** Exercise description **
Filter the data for lines with the word "await", then copy every line so identified.

** Data to process **
########################################

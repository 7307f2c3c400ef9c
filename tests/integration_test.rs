//! Integration tests for ipv4-subnet-tools
//!
//! These tests exercise the public API end to end: cross-representation
//! parsing, subnet arithmetic and the serde string forms.

use ipv4_subnet_tools::{Address, Bin32, Error, Netmask, Subnet};

#[test]
fn test_cross_representation_equivalence() {
    let from_quad = Bin32::parse("192.168.1.1").expect("dotted quad should parse");
    let from_hex = Bin32::parse("0xc0a80101").expect("hex should parse");
    let from_bin =
        Bin32::parse("11000000101010000000000100000001").expect("binary should parse");

    assert_eq!(from_quad, from_hex);
    assert_eq!(from_quad, from_bin);
    assert!(from_quad.matches("0xC0A80101"));
    assert!(from_quad.matches("192.168.1.1"));

    // round trips normalize
    assert_eq!(from_quad.to_dotted_quad(), "192.168.1.1");
    assert_eq!(from_quad.to_hex_str(), "0xc0a80101");
    assert_eq!(
        from_quad.to_binary_str(),
        "11000000101010000000000100000001"
    );
    assert_eq!(
        Bin32::parse("192.168.001.001")
            .expect("leading zeros accepted")
            .to_dotted_quad(),
        "192.168.1.1"
    );
}

#[test]
fn test_subnet_planning_workflow() {
    // carve a /24 out of a corporate /8 and walk its host range
    let corp = Subnet::parse("10.0.0.0/8").expect("corp range should parse");
    let lan = Subnet::from_parts("10.1.2.99", "24").expect("lan should parse");

    assert_eq!(lan.to_string(), "10.1.2.0/24");
    assert!(corp.contains_subnet(&lan));
    assert!(!lan.contains_subnet(&corp));

    let first = lan.first_host().expect("a /24 has a first host");
    let last = lan.last_host().expect("a /24 has a last host");
    let broadcast = lan.broadcast().expect("a /24 has a broadcast");
    assert_eq!(first.to_dotted_quad(), "10.1.2.1");
    assert_eq!(last.to_dotted_quad(), "10.1.2.254");
    assert_eq!(broadcast.to_dotted_quad(), "10.1.2.255");
    assert_eq!(lan.num_hosts(), 254);

    // every address from first to last is inside the subnet
    let mut addr = first;
    let mut count = 1u64;
    while addr < last {
        assert!(lan.contains_address(&addr));
        addr = addr.increment().expect("walk stays below the broadcast");
        count += 1;
    }
    assert_eq!(count, lan.num_hosts());

    // but the surrounding addresses are not usable hosts
    assert!(lan.contains_ip("10.1.2.0"));
    assert!(lan.contains_ip("10.1.2.255"));
    assert!(!lan.contains_ip("10.1.3.0"));
    assert_eq!(
        first.decrement().expect("network address").to_dotted_quad(),
        "10.1.2.0"
    );
}

#[test]
fn test_mask_forms_agree() {
    let by_prefix = Subnet::from_parts("172.16.0.0", "16").expect("prefix mask");
    let by_quad = Subnet::parse("172.16.0.0/255.255.0.0").expect("dotted mask");
    let by_hex = Subnet::from_parts("0xac100000", "0xffff0000").expect("hex parts");

    assert_eq!(by_prefix, by_quad);
    assert_eq!(by_prefix, by_hex);
    assert_eq!(by_prefix.as_star_notation().expect("/16 is byte aligned"), "172.16.*.*");
    assert!(by_prefix.mask().matches("16"));
    assert!(by_prefix.mask().matches("255.255.0.0"));
}

#[test]
fn test_error_taxonomy() {
    assert!(matches!(
        Subnet::parse("not/a/subnet").unwrap_err(),
        Error::Parse { .. }
    ));
    assert!(matches!(
        Netmask::parse("255.0.255.0").unwrap_err(),
        Error::Parse { .. }
    ));
    assert!(matches!(
        Address::parse("255.255.255.255")
            .unwrap()
            .increment()
            .unwrap_err(),
        Error::Overflow { .. }
    ));
    assert!(matches!(
        Subnet::parse("10.0.0.5/32").unwrap().broadcast().unwrap_err(),
        Error::HostRange { .. }
    ));
    assert!(matches!(
        Subnet::parse("10.0.0.0/12")
            .unwrap()
            .as_star_notation()
            .unwrap_err(),
        Error::Range { .. }
    ));

    // errors render something a caller can show to a user
    let err = Subnet::parse("10.0.0.0/33").unwrap_err();
    assert!(!err.to_string().is_empty());
}

#[test]
fn test_serde_round_trips() {
    let subnet = Subnet::parse("192.168.1.5/24").expect("subnet should parse");
    let json = serde_json::to_string(&subnet).expect("serialize subnet");
    assert_eq!(json, "\"192.168.1.0/24\"");
    let back: Subnet = serde_json::from_str(&json).expect("deserialize subnet");
    assert_eq!(back, subnet);

    let addr: Address = serde_json::from_str("\"10.1.2.3\"").expect("deserialize address");
    assert_eq!(addr.to_dotted_quad(), "10.1.2.3");
    assert_eq!(
        serde_json::to_string(&addr).expect("serialize address"),
        "\"10.1.2.3\""
    );

    // netmask deserialization accepts any netmask form
    let mask: Netmask = serde_json::from_str("\"24\"").expect("prefix form");
    assert_eq!(mask.prefix_len(), 24);
    assert_eq!(
        serde_json::to_string(&mask).expect("serialize netmask"),
        "\"255.255.255.0\""
    );

    assert!(serde_json::from_str::<Subnet>("\"10.0.0.0\"").is_err());
    assert!(serde_json::from_str::<Netmask>("\"255.0.255.0\"").is_err());
}

#[test]
fn test_sorted_order() {
    let mut subnets = vec![
        Subnet::parse("10.0.10.64/26").unwrap(),
        Subnet::parse("10.0.0.0/8").unwrap(),
        Subnet::parse("192.168.1.0/24").unwrap(),
        Subnet::parse("10.0.10.0/24").unwrap(),
    ];
    subnets.sort();

    let rendered: Vec<String> = subnets.iter().map(|s| s.to_string()).collect();
    assert_eq!(
        rendered,
        vec!["10.0.0.0/8", "10.0.10.0/24", "10.0.10.64/26", "192.168.1.0/24"]
    );
}
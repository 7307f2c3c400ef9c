//! Immutable IPv4 address, netmask and subnet values.
//!
//! A pure value library: no I/O, no DNS, no packet handling. Values parse
//! from and render to dotted-quad, 32-bit binary-string and hex-string
//! forms, support bitwise algebra with overflow detection, and carry CIDR
//! subnet semantics (broadcast, containment, host ranges, star notation).
//!
//! ```
//! use ipv4_subnet_tools::Subnet;
//!
//! let subnet = Subnet::parse("192.168.1.5/24")?;
//! assert_eq!(subnet.to_string(), "192.168.1.0/24");
//! assert_eq!(subnet.broadcast()?.to_dotted_quad(), "192.168.1.255");
//! assert_eq!(subnet.num_hosts(), 254);
//! assert!(subnet.contains("192.168.1.42"));
//! # Ok::<(), ipv4_subnet_tools::Error>(())
//! ```
//!
//! All types are `Copy`; every operation returns a new value and nothing
//! is shared, so the types are trivially `Send + Sync`.

pub mod error;
pub mod models;

pub use error::Error;
pub use models::{Address, AsBits32, Bin32, Netmask, Subnet, MAX_LENGTH};
//! IPv4 subnet: a network address paired with a netmask.

use super::address::Address;
use super::bin32::MAX_LENGTH;
use super::netmask::Netmask;
use crate::error::Error;
use itertools::Itertools;
use serde::de;
use serde::{Deserialize, Deserializer, Serialize};
use std::str::FromStr;

/// An IPv4 subnet in CIDR terms.
///
/// Holds exactly one network [`Address`] and one [`Netmask`]. The stored
/// address is always mask-aligned: every constructor ANDs the supplied
/// address with the mask, so `subnet.address()` is the network address
/// even when a host address was passed in.
#[derive(Eq, PartialEq, Ord, PartialOrd, Debug, Copy, Clone, Hash)]
pub struct Subnet {
    address: Address,
    mask: Netmask,
}

impl Subnet {
    /// Build a subnet from typed parts, aligning the address to the mask.
    pub fn new(address: Address, mask: Netmask) -> Subnet {
        Subnet {
            address: Address::from(address.as_bin32().and(&mask)),
            mask,
        }
    }

    /// Parse a CIDR string such as `"192.168.1.0/24"`.
    ///
    /// The mask part accepts any [`Netmask`] form, so
    /// `"192.168.1.0/255.255.255.0"` works too. The address is aligned to
    /// the mask: `"192.168.1.5/24"` yields the `192.168.1.0/24` subnet.
    pub fn parse(value: &str) -> Result<Subnet, Error> {
        let value = value.trim();
        let parts: Vec<&str> = value.split('/').collect();
        if parts.len() != 2 {
            return Err(Error::parse(value, "a subnet in address/mask form"));
        }
        Subnet::from_parts(parts[0], parts[1])
    }

    /// Build a subnet from separate address and mask strings.
    pub fn from_parts(address: &str, mask: &str) -> Result<Subnet, Error> {
        let address = Address::parse(address)?;
        let mask = Netmask::parse(mask)?;
        Ok(Subnet::new(address, mask))
    }

    /// An independent copy of the network address.
    pub fn address(&self) -> Address {
        self.address
    }

    /// An independent copy of the netmask.
    pub fn mask(&self) -> Netmask {
        self.mask
    }

    /// The mask's prefix length.
    pub fn prefix_len(&self) -> u8 {
        self.mask.prefix_len()
    }

    /// Test equality against a CIDR string; `false` on unparseable input.
    pub fn matches(&self, value: &str) -> bool {
        match Subnet::parse(value) {
            Ok(other) => *self == other,
            Err(e) => {
                log::debug!("treating unparseable comparison value as unequal: {}", e);
                false
            }
        }
    }

    /// Test equality against an (address, mask) string pair; `false` on
    /// unparseable input.
    pub fn matches_parts(&self, address: &str, mask: &str) -> bool {
        match Subnet::from_parts(address, mask) {
            Ok(other) => *self == other,
            Err(e) => {
                log::debug!("treating unparseable comparison value as unequal: {}", e);
                false
            }
        }
    }

    /// The broadcast address: network address with all host bits set.
    ///
    /// Fails with [`Error::HostRange`] on a /32 subnet, which has no
    /// broadcast address.
    pub fn broadcast(&self) -> Result<Address, Error> {
        if self.prefix_len() == MAX_LENGTH {
            return Err(Error::HostRange {
                what: "broadcast address",
                prefix_len: MAX_LENGTH,
            });
        }
        Ok(Address::from(
            self.address.as_bin32().or(&self.mask.as_bin32().invert()),
        ))
    }

    /// True iff `address` masked by this subnet's netmask equals the
    /// network address.
    pub fn contains_address(&self, address: &Address) -> bool {
        address.as_bin32().and(&self.mask) == self.address.as_bin32()
    }

    /// True iff the string parses as an address inside this subnet.
    ///
    /// Returns `false` (never an error) on unparseable input.
    pub fn contains_ip(&self, value: &str) -> bool {
        match Address::parse(value) {
            Ok(address) => self.contains_address(&address),
            Err(e) => {
                log::debug!("treating unparseable address as not contained: {}", e);
                false
            }
        }
    }

    /// True iff `other` lies entirely within this subnet.
    ///
    /// A subnet contains itself. Both the network address and the
    /// broadcast address of `other` must fall inside this subnet; a /32
    /// `other` has no broadcast address, so it is judged by its network
    /// address alone.
    pub fn contains_subnet(&self, other: &Subnet) -> bool {
        if !self.contains_address(&other.address()) {
            return false;
        }
        if other.prefix_len() == MAX_LENGTH {
            return true;
        }
        other
            .broadcast()
            .map(|b| self.contains_address(&b))
            .unwrap_or(false)
    }

    /// Containment test over a string, dispatching on its shape.
    ///
    /// A string containing `/` is treated as a subnet, anything else as
    /// an address. Returns `false` on unparseable input.
    pub fn contains(&self, value: &str) -> bool {
        if value.contains('/') {
            match Subnet::parse(value) {
                Ok(other) => self.contains_subnet(&other),
                Err(e) => {
                    log::debug!("treating unparseable subnet as not contained: {}", e);
                    false
                }
            }
        } else {
            self.contains_ip(value)
        }
    }

    /// Number of usable host addresses.
    ///
    /// `2^(32-n) - 2` in the general case (network and broadcast are not
    /// usable). A /31 point-to-point link has no usable hosts; a /32 is
    /// a single host that is its own usable address.
    pub fn num_hosts(&self) -> u64 {
        match self.prefix_len() {
            32 => 1,
            31 => 0,
            len => (1u64 << (MAX_LENGTH - len)) - 2,
        }
    }

    /// The first usable host address.
    ///
    /// A /32 subnet is its own single host; a /31 has no usable hosts and
    /// fails with [`Error::HostRange`].
    pub fn first_host(&self) -> Result<Address, Error> {
        match self.prefix_len() {
            32 => Ok(self.address),
            31 => Err(Error::HostRange {
                what: "usable host",
                prefix_len: 31,
            }),
            _ => self.address.increment(),
        }
    }

    /// The last usable host address.
    ///
    /// A /32 subnet is its own single host; a /31 has no usable hosts and
    /// fails with [`Error::HostRange`].
    pub fn last_host(&self) -> Result<Address, Error> {
        match self.prefix_len() {
            32 => Ok(self.address),
            31 => Err(Error::HostRange {
                what: "usable host",
                prefix_len: 31,
            }),
            _ => self.broadcast()?.decrement(),
        }
    }

    /// Render in star notation, e.g. `"172.16.*.*"` for a /16.
    ///
    /// Only defined for byte-aligned prefix lengths (0, 8, 16, 24, 32);
    /// anything else fails with [`Error::Range`].
    pub fn as_star_notation(&self) -> Result<String, Error> {
        let prefix_len = self.prefix_len();
        if prefix_len % 8 != 0 {
            return Err(Error::Range { prefix_len });
        }
        let keep = usize::from(prefix_len / 8);
        let octets = self.address.octets();
        Ok((0..4)
            .map(|i| {
                if i < keep {
                    octets[i].to_string()
                } else {
                    "*".to_string()
                }
            })
            .join("."))
    }
}

impl std::fmt::Display for Subnet {
    /// CIDR form: `"<dotted quad>/<prefix length>"`.
    fn fmt(&self, f: &mut std::fmt::Formatter) -> std::fmt::Result {
        write!(f, "{}/{}", self.address, self.prefix_len())
    }
}

impl FromStr for Subnet {
    type Err = Error;

    fn from_str(s: &str) -> Result<Subnet, Error> {
        Subnet::parse(s)
    }
}

impl Serialize for Subnet {
    fn serialize<S>(&self, serializer: S) -> Result<S::Ok, S::Error>
    where
        S: serde::ser::Serializer,
    {
        let cidr = format!("{}/{}", self.address, self.prefix_len());
        serializer.serialize_str(&cidr)
    }
}

impl<'de> Deserialize<'de> for Subnet {
    fn deserialize<D>(deserializer: D) -> Result<Subnet, D::Error>
    where
        D: Deserializer<'de>,
    {
        let s = String::deserialize(deserializer)?;
        Subnet::parse(&s).map_err(|e| de::Error::custom(format!("{}", e)))
    }
}
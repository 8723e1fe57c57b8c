use anyhow::Result;
use tokio::net::TcpListener;
use tracing::{debug, error, info, trace};

use crate::config::AppConfig;
use crate::db::DatabaseHandle;
use crate::router::create_router;
use crate::schemas::AppState;

/// Starts the API without touching the database; the first request opens it.
pub async fn serve(config: AppConfig) -> Result<()> {
    trace!("Entering serve function");
    info!("Fintrack application starting up");
    debug!("Database URL: {}", config.database_url);

    let db = DatabaseHandle::new(config.database_url.clone(), config.auto_migrate);
    run_server(&config, db).await
}

/// Binds `config.bind_address` and serves until interrupted.
pub(crate) async fn run_server(config: &AppConfig, db: DatabaseHandle) -> Result<()> {
    let bind_address = &config.bind_address;
    debug!("Bind address: {}", bind_address);

    trace!("Creating application router");
    let app = create_router(AppState { db }, config.request_timeout());
    debug!("Router created successfully");

    info!("Starting server on {}", bind_address);
    let listener = match TcpListener::bind(bind_address).await {
        Ok(listener) => {
            debug!("Successfully bound to address: {}", bind_address);
            listener
        }
        Err(e) => {
            error!("Failed to bind to address {}: {}", bind_address, e);
            return Err(e.into());
        }
    };

    info!("Fintrack API server running on http://{}", bind_address);
    info!("Swagger UI available at http://{}/swagger-ui", bind_address);

    trace!("Starting axum server");
    if let Err(e) = axum::serve(listener, app)
        .with_graceful_shutdown(shutdown_signal())
        .await
    {
        error!("Server error: {}", e);
        return Err(e.into());
    }

    info!("Server shutdown gracefully");
    Ok(())
}

async fn shutdown_signal() {
    if let Err(e) = tokio::signal::ctrl_c().await {
        error!("Failed to listen for shutdown signal: {}", e);
        std::future::pending::<()>().await;
    }
    info!("Shutdown signal received");
}
use chrono::NaiveDate;
use rust_decimal::Decimal;
use sea_orm::{
    ActiveModelTrait, ColumnTrait, ConnectionTrait, DbErr, EntityTrait, QueryFilter, QueryOrder,
    Set,
};
use tracing::{debug, instrument, trace};

use crate::entities::category::Category;
use crate::entities::transaction::{ActiveModel, Column, Entity, Model};
use crate::period::PeriodFilter;

/// User supplied fields of a transaction, already validated.
#[derive(Debug, Clone, PartialEq)]
pub struct NewTransaction {
    pub amount: Decimal,
    pub date: NaiveDate,
    pub description: String,
    pub category: Category,
}

/// Lists transactions, newest first.
///
/// Year and month filters match on the transaction date.
#[instrument(skip(db))]
pub async fn list_transactions<C: ConnectionTrait>(
    db: &C,
    filter: PeriodFilter,
) -> Result<Vec<Model>, DbErr> {
    let mut query = Entity::find();

    if filter != PeriodFilter::All {
        // A period chrono cannot represent contains no stored date
        let Some((start, end)) = filter.date_bounds() else {
            debug!("No calendar dates in {:?}", filter);
            return Ok(Vec::new());
        };
        trace!("Restricting transactions to {} ..= {}", start, end);
        query = query.filter(Column::Date.between(start, end));
    }

    let transactions = query
        .order_by_desc(Column::Date)
        .order_by_desc(Column::Id)
        .all(db)
        .await?;

    debug!("Loaded {} transactions", transactions.len());
    Ok(transactions)
}

pub async fn find_transaction<C: ConnectionTrait>(db: &C, id: i32) -> Result<Option<Model>, DbErr> {
    Entity::find_by_id(id).one(db).await
}

#[instrument(skip(db))]
pub async fn create_transaction<C: ConnectionTrait>(
    db: &C,
    data: NewTransaction,
) -> Result<Model, DbErr> {
    let transaction = ActiveModel {
        amount: Set(data.amount),
        date: Set(data.date),
        description: Set(data.description),
        category: Set(data.category),
        ..Default::default()
    }
    .insert(db)
    .await?;

    debug!("Inserted transaction {}", transaction.id);
    Ok(transaction)
}

/// Replaces every user field of an existing transaction.
#[instrument(skip(db))]
pub async fn update_transaction<C: ConnectionTrait>(
    db: &C,
    id: i32,
    data: NewTransaction,
) -> Result<Option<Model>, DbErr> {
    let Some(existing) = Entity::find_by_id(id).one(db).await? else {
        debug!("Transaction {} does not exist", id);
        return Ok(None);
    };

    let mut transaction: ActiveModel = existing.into();
    transaction.amount = Set(data.amount);
    transaction.date = Set(data.date);
    transaction.description = Set(data.description);
    transaction.category = Set(data.category);

    transaction.update(db).await.map(Some)
}

/// Deletes a transaction and returns what was removed.
#[instrument(skip(db))]
pub async fn delete_transaction<C: ConnectionTrait>(
    db: &C,
    id: i32,
) -> Result<Option<Model>, DbErr> {
    let Some(existing) = Entity::find_by_id(id).one(db).await? else {
        debug!("Transaction {} does not exist", id);
        return Ok(None);
    };

    Entity::delete_by_id(id).exec(db).await?;
    Ok(Some(existing))
}
use chrono::NaiveDate;
use rust_decimal::Decimal;
use sea_orm::entity::prelude::*;

use super::category::Category;

/// A single spending or income event entered by the user.
#[derive(Clone, Debug, PartialEq, DeriveEntityModel)]
#[sea_orm(table_name = "transactions")]
pub struct Model {
    #[sea_orm(primary_key)]
    pub id: i32,
    /// Always positive; the category decides whether it is spending or income.
    #[sea_orm(column_type = "Decimal(Some((16, 4)))")]
    pub amount: Decimal,
    /// The calendar day the transaction happened.
    pub date: NaiveDate,
    pub description: String,
    pub category: Category,
}

#[derive(Copy, Clone, Debug, EnumIter, DeriveRelation)]
pub enum Relation {}

impl ActiveModelBehavior for ActiveModel {}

########################################

** Written response **
    run_server(&config, db).await
    let listener = match TcpListener::bind(bind_address).await {
        .await
    if let Err(e) = tokio::signal::ctrl_c().await {
        std::future::pending::<()>().await;
        .await?;
    Entity::find_by_id(id).one(db).await
    .await?;
    let Some(existing) = Entity::find_by_id(id).one(db).await? else {
    transaction.update(db).await.map(Some)
    let Some(existing) = Entity::find_by_id(id).one(db).await? else {
    Entity::delete_by_id(id).exec(db).await?;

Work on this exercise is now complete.